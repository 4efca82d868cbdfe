//! Deployment configuration from command-line flags and environment variables.

use std::path::PathBuf;
use std::time::Duration;

use candid::Principal;
use clap::{Parser, ValueEnum};
use travel3::constants::{
    BACKEND_CANISTER, DEFAULT_COLLECTION_DESCRIPTION, DEFAULT_COLLECTION_NAME,
    DEFAULT_COLLECTION_SYMBOL, DEFAULT_LOGO_URL, FRONTEND_CANISTER,
};
use travel3::{CollectionInit, PlaceSource};
use travel3_dfx::{DfxConfig, ReplicaConfig};

/// What to do when one place's calls fail.
#[derive(Debug, Clone, Copy, PartialEq, Eq, ValueEnum)]
pub enum FailurePolicy {
    /// Log the failure and move on to the next place.
    Continue,
    /// Stop the batch at the first failure.
    Abort,
}

/// Settings for one deployment run.
#[derive(Debug, Clone)]
pub struct DeployConfig {
    pub frontend_canister: String,
    pub backend_canister: String,
    pub network: String,
    pub collection: CollectionInit,
    pub source: PlaceSource,
    /// Owner principal; `None` reads it from the active dfx identity.
    pub owner: Option<Principal>,
    pub failure_policy: FailurePolicy,
    /// Pause after each mint before the follow-up calls.
    pub settle_delay: Duration,
    /// Start and supervise a local replica for the run.
    pub replica: Option<ReplicaConfig>,
    /// Where to write the JSON run report.
    pub report_path: Option<PathBuf>,
}

impl Default for DeployConfig {
    fn default() -> Self {
        Self {
            frontend_canister: FRONTEND_CANISTER.to_string(),
            backend_canister: BACKEND_CANISTER.to_string(),
            network: "local".to_string(),
            collection: CollectionInit::default(),
            source: PlaceSource::Builtin,
            owner: None,
            failure_policy: FailurePolicy::Continue,
            settle_delay: Duration::from_secs(2),
            replica: None,
            report_path: None,
        }
    }
}

/// Create, install and mint the Travel3 historic places collection.
#[derive(Debug, Parser)]
#[command(name = "travel3-deploy", version, about)]
pub struct Cli {
    /// Path to the dfx binary.
    #[arg(long, env = "DFX_PATH", default_value = "dfx")]
    pub dfx: String,

    /// dfx network for canister commands.
    #[arg(long, env = "DFX_NETWORK", default_value = "local")]
    pub network: String,

    /// Directory containing dfx.json.
    #[arg(long, env = "TRAVEL3_PROJECT_ROOT", default_value = ".")]
    pub project_root: PathBuf,

    /// Per-command timeout in seconds.
    #[arg(long, env = "DFX_TIMEOUT_SECS", default_value_t = 300)]
    pub timeout_secs: u64,

    /// JSON file of places to mint (default: the built-in collection).
    #[arg(long, env = "TRAVEL3_PLACES")]
    pub places: Option<PathBuf>,

    #[arg(long, env = "TRAVEL3_FRONTEND_CANISTER", default_value = FRONTEND_CANISTER)]
    pub frontend: String,

    #[arg(long, env = "TRAVEL3_BACKEND_CANISTER", default_value = BACKEND_CANISTER)]
    pub backend: String,

    /// Owner principal (default: `dfx identity get-principal`).
    #[arg(long, env = "TRAVEL3_OWNER", value_parser = parse_principal)]
    pub owner: Option<Principal>,

    #[arg(long, env = "TRAVEL3_LOGO_URL", default_value = DEFAULT_LOGO_URL)]
    pub logo_url: String,

    #[arg(long, env = "TRAVEL3_COLLECTION_NAME", default_value = DEFAULT_COLLECTION_NAME)]
    pub collection_name: String,

    #[arg(long, env = "TRAVEL3_COLLECTION_SYMBOL", default_value = DEFAULT_COLLECTION_SYMBOL)]
    pub symbol: String,

    #[arg(
        long,
        env = "TRAVEL3_COLLECTION_DESCRIPTION",
        default_value = DEFAULT_COLLECTION_DESCRIPTION
    )]
    pub collection_description: String,

    /// Behavior when a mint or set-location call fails.
    #[arg(long, value_enum, env = "TRAVEL3_FAILURE_POLICY", default_value_t = FailurePolicy::Continue)]
    pub on_failure: FailurePolicy,

    /// Pause after each mint, in milliseconds.
    #[arg(long, env = "TRAVEL3_SETTLE_DELAY_MS", default_value_t = 2000)]
    pub settle_delay_ms: u64,

    /// Start a local replica for the run and stop it afterwards.
    #[arg(long)]
    pub start_replica: bool,

    /// Wipe replica state before starting it.
    #[arg(long, requires = "start_replica")]
    pub clean: bool,

    /// Readiness polls, one per second, before giving up on the replica.
    #[arg(long, default_value_t = 30)]
    pub replica_attempts: u32,

    /// Print the dfx commands instead of running them.
    #[arg(long)]
    pub dry_run: bool,

    /// Write a JSON report of the run to this path.
    #[arg(long, env = "TRAVEL3_REPORT")]
    pub report: Option<PathBuf>,
}

impl Cli {
    /// Split the flags into runner and pipeline settings.
    pub fn into_configs(self) -> (DfxConfig, DeployConfig) {
        let dfx = DfxConfig {
            binary: self.dfx,
            network: self.network.clone(),
            project_root: self.project_root,
            timeout_secs: self.timeout_secs,
            dry_run: self.dry_run,
        };

        let replica = self.start_replica.then(|| ReplicaConfig {
            clean: self.clean,
            max_attempts: self.replica_attempts,
            ..ReplicaConfig::default()
        });

        let deploy = DeployConfig {
            frontend_canister: self.frontend,
            backend_canister: self.backend,
            network: self.network,
            collection: CollectionInit {
                logo_url: self.logo_url,
                name: self.collection_name,
                symbol: self.symbol,
                description: self.collection_description,
            },
            source: PlaceSource::from_path(self.places),
            owner: self.owner,
            failure_policy: self.on_failure,
            // no settling needed when nothing runs
            settle_delay: if self.dry_run {
                Duration::ZERO
            } else {
                Duration::from_millis(self.settle_delay_ms)
            },
            replica,
            report_path: self.report,
        };

        (dfx, deploy)
    }
}

fn parse_principal(s: &str) -> Result<Principal, String> {
    Principal::from_text(s.trim()).map_err(|e| e.to_string())
}

#[cfg(test)]
mod tests {
    use super::*;

    #[test]
    fn defaults_match_reference_deployment() {
        let cli = Cli::try_parse_from(["travel3-deploy"]).unwrap();
        let (dfx, deploy) = cli.into_configs();
        assert_eq!(dfx.binary, "dfx");
        assert_eq!(dfx.network, "local");
        assert!(!dfx.dry_run);
        assert_eq!(deploy.backend_canister, "Travel3Nft_backend");
        assert_eq!(deploy.frontend_canister, "Travel3Nft_frontend");
        assert_eq!(deploy.collection, CollectionInit::default());
        assert_eq!(deploy.source, PlaceSource::Builtin);
        assert_eq!(deploy.failure_policy, FailurePolicy::Continue);
        assert_eq!(deploy.settle_delay, Duration::from_secs(2));
        assert!(deploy.replica.is_none());
    }

    #[test]
    fn flags_override_defaults() {
        let cli = Cli::try_parse_from([
            "travel3-deploy",
            "--dfx",
            "/usr/local/bin/dfx",
            "--network",
            "ic",
            "--places",
            "places.json",
            "--on-failure",
            "abort",
            "--settle-delay-ms",
            "0",
            "--start-replica",
            "--clean",
            "--owner",
            "aaaaa-aa",
        ])
        .unwrap();
        let (dfx, deploy) = cli.into_configs();
        assert_eq!(dfx.binary, "/usr/local/bin/dfx");
        assert_eq!(deploy.network, "ic");
        assert_eq!(deploy.source, PlaceSource::JsonFile(PathBuf::from("places.json")));
        assert_eq!(deploy.failure_policy, FailurePolicy::Abort);
        assert_eq!(deploy.settle_delay, Duration::ZERO);
        assert_eq!(deploy.owner, Some(Principal::management_canister()));
        assert!(deploy.replica.unwrap().clean);
    }

    #[test]
    fn malformed_owner_is_rejected() {
        let err = Cli::try_parse_from(["travel3-deploy", "--owner", "not-a-principal"]).unwrap_err();
        assert!(err.to_string().contains("not-a-principal"));
    }

    #[test]
    fn clean_requires_start_replica() {
        assert!(Cli::try_parse_from(["travel3-deploy", "--clean"]).is_err());
    }

    #[test]
    fn dry_run_skips_settle_delay() {
        let cli = Cli::try_parse_from(["travel3-deploy", "--dry-run"]).unwrap();
        let (dfx, deploy) = cli.into_configs();
        assert!(dfx.dry_run);
        assert_eq!(deploy.settle_delay, Duration::ZERO);
    }
}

**Problem statement**
In the entries above, find each line with the word "Duration" and copy it.

**Exercise response**
use std::time::Duration;
    pub settle_delay: Duration,
            settle_delay: Duration::from_secs(2),
                Duration::ZERO
                Duration::from_millis(self.settle_delay_ms)
        assert_eq!(deploy.settle_delay, Duration::from_secs(2));
        assert_eq!(deploy.settle_delay, Duration::ZERO);
        assert_eq!(deploy.settle_delay, Duration::ZERO);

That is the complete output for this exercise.